--- MATERIAL PROVIDED ---

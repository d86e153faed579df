//! Funnel (string pulling) path smoothing
//!
//! The node path from A* is turned into a list of portals, the shared edges
//! the path crosses. The funnel algorithm then finds the shortest polyline
//! through them. Portals can optionally be unwrapped into a plane first,
//! which keeps the result correct on sloped or twisted strips of nodes.

use glam::{Vec2, Vec3};

use crate::graph_node::NodeIndex;
use crate::nav_data::NavData;
use crate::path_handler::ScratchPools;

/// Squared distance below which two funnel points are considered equal
const EQUAL_EPSILON_SQ: f32 = 0.001 * 0.001;

#[derive(Debug, Clone, Copy, PartialEq, Eq)]
#[cfg_attr(feature = "serialization", derive(serde::Serialize, serde::Deserialize))]
pub struct FunnelOptions {
    /// Flatten the portals by rotating around each portal edge instead of
    /// projecting them onto the XZ plane
    pub unwrap: bool,
    /// Add a point where the path crosses every portal
    pub split_at_every_portal: bool,
}

impl Default for FunnelOptions {
    fn default() -> Self {
        Self {
            unwrap: true,
            split_at_every_portal: false,
        }
    }
}

/// Run of the node path that is either smoothed or followed directly
#[derive(Debug, Clone, Copy, PartialEq)]
pub struct PathPart {
    pub start_index: usize,
    pub end_index: usize,
    pub start_point: Vec3,
    pub end_point: Vec3,
    /// The part crosses a connection without a shared edge
    pub is_link: bool,
}

/// Portals of one part, left and right as seen when walking the path
#[derive(Debug, Clone, Default)]
pub struct FunnelPortals {
    pub left: Vec<Vec3>,
    pub right: Vec<Vec3>,
    left2: Vec<Vec2>,
    right2: Vec<Vec2>,
}

impl FunnelPortals {
    pub fn clear(&mut self) {
        self.left.clear();
        self.right.clear();
        self.left2.clear();
        self.right2.clear();
    }

    pub fn len(&self) -> usize {
        self.left.len()
    }

    pub fn is_empty(&self) -> bool {
        self.left.is_empty()
    }
}

/// Splits the node path wherever two consecutive nodes do not share an edge
pub fn split_into_parts(data: &NavData, path: &[NodeIndex], start: Vec3, end: Vec3) -> Vec<PathPart> {
    let mut parts = Vec::new();
    if path.is_empty() {
        return parts;
    }

    let position = |n: NodeIndex| data.nodes()[n].position.to_vec3();
    let mut part_start = 0;
    let mut part_start_point = start;
    for i in 0..path.len() - 1 {
        if data.portal(path[i], path[i + 1]).is_some() {
            continue;
        }
        let a = position(path[i]);
        let b = position(path[i + 1]);
        parts.push(PathPart {
            start_index: part_start,
            end_index: i,
            start_point: part_start_point,
            end_point: a,
            is_link: false,
        });
        parts.push(PathPart {
            start_index: i,
            end_index: i + 1,
            start_point: a,
            end_point: b,
            is_link: true,
        });
        part_start = i + 1;
        part_start_point = b;
    }
    parts.push(PathPart {
        start_index: part_start,
        end_index: path.len() - 1,
        start_point: part_start_point,
        end_point: end,
        is_link: false,
    });
    parts
}

/// Fills `portals` with the start point, the shared edges of the part and
/// the end point. Exact repeats of the previous portal are skipped.
pub fn construct_portals(data: &NavData, path: &[NodeIndex], part: &PathPart, portals: &mut FunnelPortals) {
    portals.clear();
    portals.left.push(part.start_point);
    portals.right.push(part.start_point);
    for i in part.start_index..part.end_index {
        let Some((left, right)) = data.portal(path[i], path[i + 1]) else {
            continue;
        };
        if portals.left.last() == Some(&left) && portals.right.last() == Some(&right) {
            continue;
        }
        portals.left.push(left);
        portals.right.push(right);
    }
    portals.left.push(part.end_point);
    portals.right.push(part.end_point);
}

/// Side of `p` relative to the ray `a -> b`; positive is left
#[inline]
fn side(a: Vec2, b: Vec2, p: Vec2) -> f32 {
    (b.x - a.x) * (p.y - a.y) - (p.x - a.x) * (b.y - a.y)
}

#[inline]
fn xz(v: Vec3) -> Vec2 {
    Vec2::new(v.x, v.z)
}

/// Places `p` in the plane relative to the already unwrapped portal edge
/// `l3 -> r3`, either in front of it or behind it
fn unwrap_point(l3: Vec3, r3: Vec3, l2: Vec2, r2: Vec2, p: Vec3, forward: bool) -> Vec2 {
    let edge2 = r2 - l2;
    let normal = Vec2::new(-edge2.y, edge2.x).normalize_or_zero();
    let normal = if normal == Vec2::ZERO { Vec2::Y } else { normal };
    let sign = if forward { 1.0 } else { -1.0 };

    let edge = r3 - l3;
    let len_sq = edge.length_squared();
    if len_sq < 1e-12 {
        return l2 + normal * (p - l3).length() * sign;
    }
    let t = (p - l3).dot(edge) / len_sq;
    let distance = (p - (l3 + edge * t)).length();
    l2 + edge2 * t + normal * distance * sign
}

fn unwrapped_or_placed(prev_l3: Vec3, prev_r3: Vec3, prev_l2: Vec2, prev_r2: Vec2, p: Vec3) -> Vec2 {
    if p.distance_squared(prev_l3) < 1e-8 {
        prev_l2
    } else if p.distance_squared(prev_r3) < 1e-8 {
        prev_r2
    } else {
        unwrap_point(prev_l3, prev_r3, prev_l2, prev_r2, p, true)
    }
}

fn flatten(portals: &mut FunnelPortals, unwrap: bool) {
    let n = portals.left.len();
    portals.left2.clear();
    portals.right2.clear();
    if !unwrap || n <= 2 {
        portals.left2.extend(portals.left.iter().map(|&v| xz(v)));
        portals.right2.extend(portals.right.iter().map(|&v| xz(v)));
        return;
    }

    portals.left2.resize(n, Vec2::ZERO);
    portals.right2.resize(n, Vec2::ZERO);

    // The first shared edge keeps its XZ position and true length
    let (l1, r1) = (portals.left[1], portals.right[1]);
    let dir = xz(r1 - l1).normalize_or_zero();
    let dir = if dir == Vec2::ZERO { Vec2::X } else { dir };
    portals.left2[1] = xz(l1);
    portals.right2[1] = xz(l1) + dir * (r1 - l1).length();

    let start = unwrap_point(l1, r1, portals.left2[1], portals.right2[1], portals.left[0], false);
    portals.left2[0] = start;
    portals.right2[0] = start;

    for i in 2..n {
        let (pl3, pr3) = (portals.left[i - 1], portals.right[i - 1]);
        let (pl2, pr2) = (portals.left2[i - 1], portals.right2[i - 1]);
        portals.left2[i] = unwrapped_or_placed(pl3, pr3, pl2, pr2, portals.left[i]);
        portals.right2[i] = unwrapped_or_placed(pl3, pr3, pl2, pr2, portals.right[i]);
    }
}

/// Factor along `l -> r` where the segment `a -> b` crosses it
fn portal_crossing(a: Vec2, b: Vec2, l: Vec2, r: Vec2) -> Option<f32> {
    let d1 = b - a;
    let d2 = r - l;
    let denom = d1.perp_dot(d2);
    if denom.abs() < 1e-12 {
        return None;
    }
    Some(((l - a).perp_dot(d1) / denom).clamp(0.0, 1.0))
}

fn push_point(out: &mut Vec<Vec3>, p: Vec3) {
    if out.last().map_or(true, |&last| last.distance_squared(p) > EQUAL_EPSILON_SQ) {
        out.push(p);
    }
}

/// Runs the funnel over `portals` and appends the corners to `out`.
///
/// Returns false if the funnel could not be evaluated and a straight line
/// between the first and last portal was used instead.
pub fn calculate(portals: &mut FunnelPortals, options: FunnelOptions, out: &mut Vec<Vec3>) -> bool {
    let n = portals.len();
    if n == 0 {
        return true;
    }
    let start = portals.left[0];
    let end = portals.left[n - 1];
    if n <= 2 {
        push_point(out, start);
        push_point(out, end);
        return true;
    }

    flatten(portals, options.unwrap);
    let (l2, r2) = (&portals.left2, &portals.right2);
    if l2.iter().chain(r2.iter()).any(|p| !p.is_finite()) {
        log::warn!("Funnel portals contain invalid coordinates, using a straight line");
        push_point(out, start);
        push_point(out, end);
        return false;
    }

    let equal = |a: Vec2, b: Vec2| a.distance_squared(b) < EQUAL_EPSILON_SQ;

    // Corners as (portal index, on left side)
    let mut corners: Vec<(usize, bool)> = vec![(0, true)];
    let mut apex = l2[0];
    let mut portal_left = l2[0];
    let mut portal_right = r2[0];
    let mut left_index = 0;
    let mut right_index = 0;

    let max_iterations = n * n + 16;
    let mut iterations = 0;
    let mut i = 1;
    while i < n {
        iterations += 1;
        if iterations > max_iterations {
            log::error!("Funnel did not converge after {max_iterations} iterations, using a straight line");
            push_point(out, start);
            push_point(out, end);
            return false;
        }

        let left = l2[i];
        let right = r2[i];

        if side(apex, portal_right, right) >= 0.0 {
            if equal(apex, portal_right) || side(apex, portal_left, right) < 0.0 {
                portal_right = right;
                right_index = i;
            } else {
                corners.push((left_index, true));
                apex = portal_left;
                let apex_index = left_index;
                portal_left = apex;
                portal_right = apex;
                left_index = apex_index;
                right_index = apex_index;
                i = apex_index + 1;
                continue;
            }
        }

        if side(apex, portal_left, left) <= 0.0 {
            if equal(apex, portal_left) || side(apex, portal_right, left) > 0.0 {
                portal_left = left;
                left_index = i;
            } else {
                corners.push((right_index, false));
                apex = portal_right;
                let apex_index = right_index;
                portal_left = apex;
                portal_right = apex;
                left_index = apex_index;
                right_index = apex_index;
                i = apex_index + 1;
                continue;
            }
        }

        i += 1;
    }
    corners.push((n - 1, true));

    let point2 = |(index, is_left): (usize, bool)| if is_left { l2[index] } else { r2[index] };
    let point3 = |(index, is_left): (usize, bool)| {
        if is_left {
            portals.left[index]
        } else {
            portals.right[index]
        }
    };

    push_point(out, point3(corners[0]));
    for pair in corners.windows(2) {
        let (a, b) = (pair[0], pair[1]);
        if options.split_at_every_portal {
            let (a2, b2) = (point2(a), point2(b));
            for k in a.0 + 1..b.0 {
                if let Some(t) = portal_crossing(a2, b2, l2[k], r2[k]) {
                    push_point(out, portals.left[k].lerp(portals.right[k], t));
                }
            }
        }
        push_point(out, point3(b));
    }
    true
}

/// Smooths a node path from `start` to `end` into `out`
pub fn smooth_path(
    data: &NavData,
    path: &[NodeIndex],
    start: Vec3,
    end: Vec3,
    options: FunnelOptions,
    scratch: &ScratchPools,
    out: &mut Vec<Vec3>,
) {
    out.clear();
    if path.is_empty() {
        return;
    }

    let mut portals = scratch.portals.claim();
    for part in split_into_parts(data, path, start, end) {
        if part.is_link {
            push_point(out, part.start_point);
            push_point(out, part.end_point);
            continue;
        }
        construct_portals(data, path, &part, &mut portals);
        calculate(&mut portals, options, out);
    }
    scratch.portals.release(portals);

    // A path that starts and ends at the same point keeps both ends
    if out.len() == 1 {
        out.push(end);
    }
}

#[cfg(test)]
mod tests {
    use super::*;

    fn portals(points: &[(Vec3, Vec3)]) -> FunnelPortals {
        let mut p = FunnelPortals::default();
        for &(l, r) in points {
            p.left.push(l);
            p.right.push(r);
        }
        p
    }

    fn v(x: f32, z: f32) -> Vec3 {
        Vec3::new(x, 0.0, z)
    }

    #[test]
    fn test_straight_corridor_has_no_corners() {
        let start = v(0.0, 0.0);
        let end = v(10.0, 0.0);
        // Walking along +x, left is +z
        let mut p = portals(&[(start, start), (v(3.0, 1.0), v(3.0, -1.0)), (v(6.0, 1.0), v(6.0, -1.0)), (end, end)]);
        let mut out = Vec::new();
        assert!(calculate(&mut p, FunnelOptions::default(), &mut out));
        assert_eq!(out, vec![start, end]);
    }

    #[test]
    fn test_corner_around_obstacle() {
        let start = v(0.0, 0.0);
        let end = v(10.0, 10.0);
        // The second portal only allows passing right of (5, 2), forcing a corner there
        let mut p = portals(&[
            (start, start),
            (v(5.0, 2.0), v(5.0, -4.0)),
            (v(8.0, 10.0), v(12.0, 10.0)),
            (end, end),
        ]);
        let mut out = Vec::new();
        assert!(calculate(&mut p, FunnelOptions::default(), &mut out));
        assert_eq!(out.len(), 3);
        assert_eq!(out[1], v(5.0, 2.0));
    }

    #[test]
    fn test_split_at_every_portal() {
        let start = v(0.0, 0.0);
        let end = v(10.0, 0.0);
        let mut p = portals(&[(start, start), (v(3.0, 1.0), v(3.0, -1.0)), (v(6.0, 1.0), v(6.0, -1.0)), (end, end)]);
        let mut out = Vec::new();
        let options = FunnelOptions {
            unwrap: false,
            split_at_every_portal: true,
        };
        calculate(&mut p, options, &mut out);
        assert_eq!(out.len(), 4);
        assert!(out[1].distance(v(3.0, 0.0)) < 1e-4);
        assert!(out[2].distance(v(6.0, 0.0)) < 1e-4);
    }

    #[test]
    fn test_unwrap_matches_projection_on_flat_portals() {
        let start = v(0.0, 0.0);
        let end = v(10.0, 10.0);
        let points = [
            (start, start),
            (v(5.0, 2.0), v(5.0, -4.0)),
            (v(8.0, 10.0), v(12.0, 10.0)),
            (end, end),
        ];
        let mut unwrapped = Vec::new();
        let mut projected = Vec::new();
        calculate(&mut portals(&points), FunnelOptions::default(), &mut unwrapped);
        calculate(
            &mut portals(&points),
            FunnelOptions {
                unwrap: false,
                split_at_every_portal: false,
            },
            &mut projected,
        );
        assert_eq!(unwrapped, projected);
    }

    #[test]
    fn test_unwrap_handles_slopes() {
        // A ramp rising along +x; the straight line stays straight after unwrapping
        let start = Vec3::new(0.0, 0.0, 0.0);
        let end = Vec3::new(10.0, 5.0, 0.0);
        let mut p = portals(&[
            (start, start),
            (Vec3::new(4.0, 2.0, 1.0), Vec3::new(4.0, 2.0, -1.0)),
            (Vec3::new(7.0, 3.5, 1.0), Vec3::new(7.0, 3.5, -1.0)),
            (end, end),
        ]);
        let mut out = Vec::new();
        assert!(calculate(&mut p, FunnelOptions::default(), &mut out));
        assert_eq!(out, vec![start, end]);
    }

    #[test]
    fn test_invalid_portals_fall_back() {
        let start = v(0.0, 0.0);
        let end = v(10.0, 0.0);
        let mut p = portals(&[(start, start), (v(f32::NAN, 1.0), v(3.0, -1.0)), (end, end)]);
        let mut out = Vec::new();
        assert!(!calculate(&mut p, FunnelOptions::default(), &mut out));
        assert_eq!(out, vec![start, end]);
    }

    #[test]
    fn test_deterministic() {
        let start = v(0.0, 0.0);
        let end = v(10.0, 10.0);
        let points = [
            (start, start),
            (v(5.0, 2.0), v(5.0, -4.0)),
            (v(6.0, 3.0), v(7.0, 1.0)),
            (v(8.0, 10.0), v(12.0, 10.0)),
            (end, end),
        ];
        let mut first = Vec::new();
        let mut second = Vec::new();
        calculate(&mut portals(&points), FunnelOptions::default(), &mut first);
        calculate(&mut portals(&points), FunnelOptions::default(), &mut second);
        assert_eq!(first, second);
    }
}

---

* WHAT THE TASK REQUIRES
Of the lines in the data, report each one containing the string "Copy".

* TASK RESPONSE
#[derive(Debug, Clone, Copy, PartialEq, Eq)]
#[derive(Debug, Clone, Copy, PartialEq)]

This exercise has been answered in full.